Mme Patricia Schillinger attire l'attention de M. le ministre de la culture et de la communication sur les inquiétudes que suscite la concentration, dans les mains du même acteur, de l'ensemble des journaux de l'Est de la France. En effet, la banque, « le Crédit Mutuel », en prenant le contrôle du groupe Est Républicain est devenu le premier groupe de presse régionale français et contrôle désormais les quotidiens Le Progrès, Le Dauphiné Libéré, Le Bien Public, le journal de Saône-et-Loire qui forment le groupe EBRA (Est-Bourgogne-Rhône-Alpes), L'Alsace (Mulhouse), Le Républicain Lorrain (Metz), L'Est Républicain, les Dernières Nouvelles d'Alsace, Vosges Matin et Le Journal de la Haute-Marne.
En créant un monopole de la presse régionale et départementale de l'Est s'étendant de la frontière luxembourgeoise à Avignon et en restant muette sur sa stratégie et ses motivations, la banque mutualiste laisse planer un doute quant à l'indépendance rédactionnelle de ces différents quotidiens.

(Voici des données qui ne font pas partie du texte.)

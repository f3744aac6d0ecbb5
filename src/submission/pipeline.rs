use axum::http::StatusCode;

use crate::error::SubmissionError;
use crate::models::{RelayOutcome, RelayPayload, SubmissionRequest, SubmissionResponse};
use crate::state::AppState;

use super::fields::{self, ValidationResult};
use super::timing;

/// Action the anti-forgery token is scoped to.
pub const NONCE_ACTION: &str = "tt_submit";

pub const SUCCESS_MESSAGE: &str = "Thank you! Your information has been submitted successfully.";

/// AuthCheck, Validate, Relay, Respond. Every path yields exactly one response.
pub async fn run(state: &AppState, request: SubmissionRequest) -> SubmissionResponse {
    let token = request.anti_forgery_token.as_deref().unwrap_or("");
    if let Err(e) = state.nonces.verify(token, NONCE_ACTION) {
        tracing::warn!("Security check failed: {e}");
        // No trusted start time yet, so no elapsed time either.
        return SubmissionError::Security.respond(0.0);
    }

    let fields = match fields::validate(&request.fields) {
        ValidationResult::Valid(fields) => fields,
        ValidationResult::Invalid(errors) => {
            tracing::debug!("Validation failed: {:?}", errors);
            let elapsed = timing::elapsed(request.start_time);
            return SubmissionError::Validation(errors).respond(elapsed);
        }
    };

    let payload = RelayPayload::from(fields);
    let outcome = state.relay.relay(&payload, &state.credential).await;
    let elapsed = timing::elapsed(request.start_time);

    match outcome {
        RelayOutcome::Success => {
            tracing::info!(elapsed = %timing::format_elapsed(elapsed), "Submission delivered");
            SubmissionResponse::success(SUCCESS_MESSAGE, elapsed, StatusCode::CREATED)
        }
        RelayOutcome::Failure(reason) => {
            tracing::warn!("Submission not delivered: {reason}");
            SubmissionError::Delivery(reason).respond(elapsed)
        }
    }
}
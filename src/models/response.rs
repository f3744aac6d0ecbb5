use axum::http::StatusCode;
use axum::response::{IntoResponse, Response};
use axum::Json;
use serde::Serialize;

use crate::submission::timing;

/// The single artifact returned for every submission.
#[derive(Debug, Clone, PartialEq)]
pub struct SubmissionResponse {
    pub ok: bool,
    pub message: String,
    pub elapsed_seconds: f64,
    pub http_status: StatusCode,
}

#[derive(Serialize)]
struct Envelope<'a> {
    success: bool,
    data: EnvelopeData<'a>,
}

#[derive(Serialize)]
struct EnvelopeData<'a> {
    message: &'a str,
    time: String,
}

impl SubmissionResponse {
    pub fn success(message: impl Into<String>, elapsed_seconds: f64, http_status: StatusCode) -> Self {
        Self {
            ok: true,
            message: message.into(),
            elapsed_seconds: elapsed_seconds.max(0.0),
            http_status,
        }
    }

    pub fn error(message: impl Into<String>, elapsed_seconds: f64, http_status: StatusCode) -> Self {
        Self {
            ok: false,
            message: message.into(),
            elapsed_seconds: elapsed_seconds.max(0.0),
            http_status,
        }
    }

    pub fn to_json(&self) -> serde_json::Value {
        serde_json::to_value(self.envelope()).unwrap_or_default()
    }

    fn envelope(&self) -> Envelope<'_> {
        Envelope {
            success: self.ok,
            data: EnvelopeData {
                message: &self.message,
                time: timing::format_elapsed(self.elapsed_seconds),
            },
        }
    }
}

impl IntoResponse for SubmissionResponse {
    fn into_response(self) -> Response {
        (self.http_status, Json(self.envelope())).into_response()
    }
}
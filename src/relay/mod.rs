pub mod http;

use async_trait::async_trait;

use crate::credential::ServiceCredential;
use crate::models::{RelayOutcome, RelayPayload};

pub use http::HttpRelay;

/// Delivers a validated submission to the external handler.
///
/// Exactly one delivery attempt per call; failures are reported in the
/// outcome, never retried.
#[async_trait]
pub trait Relay: Send + Sync {
    async fn relay(&self, payload: &RelayPayload, credential: &ServiceCredential) -> RelayOutcome;
}
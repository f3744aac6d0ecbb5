use std::time::Duration;

use chrono::Utc;
use jsonwebtoken::{decode, encode, Algorithm, DecodingKey, EncodingKey, Header, Validation};
use serde::{Deserialize, Serialize};

/// Anti-forgery token claims. `act` scopes the token to one form action.
#[derive(Debug, Serialize, Deserialize, Clone)]
pub struct NonceClaims {
    pub act: String,
    pub iat: i64,
    pub exp: i64,
}

/// Issues and checks action-scoped anti-forgery tokens.
pub struct NonceIssuer {
    encoding: EncodingKey,
    decoding: DecodingKey,
    ttl: Duration,
}

impl NonceIssuer {
    pub fn new(secret: &str, ttl: Duration) -> Self {
        Self {
            encoding: EncodingKey::from_secret(secret.as_bytes()),
            decoding: DecodingKey::from_secret(secret.as_bytes()),
            ttl,
        }
    }

    pub fn issue(&self, action: &str) -> Result<String, String> {
        let now = Utc::now().timestamp();
        let claims = NonceClaims {
            act: action.to_string(),
            iat: now,
            exp: now + self.ttl.as_secs() as i64,
        };
        self.encode_claims(&claims)
    }

    pub fn verify(&self, token: &str, action: &str) -> Result<(), String> {
        let token = token.trim();
        if token.is_empty() {
            return Err("Missing token".to_string());
        }

        let mut validation = Validation::new(Algorithm::HS256);
        validation.leeway = 0;
        validation.set_required_spec_claims(&["exp"]);

        let claims = decode::<NonceClaims>(token, &self.decoding, &validation)
            .map(|data| data.claims)
            .map_err(|e| format!("Token decode failed: {e}"))?;

        if claims.act != action {
            return Err(format!("Token issued for action '{}'", claims.act));
        }
        Ok(())
    }

    fn encode_claims(&self, claims: &NonceClaims) -> Result<String, String> {
        encode(&Header::new(Algorithm::HS256), claims, &self.encoding)
            .map_err(|e| format!("Token encode failed: {e}"))
    }
}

La crainte est, en effet, que la centralisation des outils et la mutualisation des contenus éditoriaux ne nuisent au pluralisme de l'information.
En conséquence, elle souhaiterait savoir quels sont les moyens qu'il envisage de mettre en œuvre en vue de préserver la liberté de la presse dans l'Est, et comment il compte garantir l'indépendance des différentes rédactions alors que celles-ci sont toutes sous le contrôle d'un seul et même acteur.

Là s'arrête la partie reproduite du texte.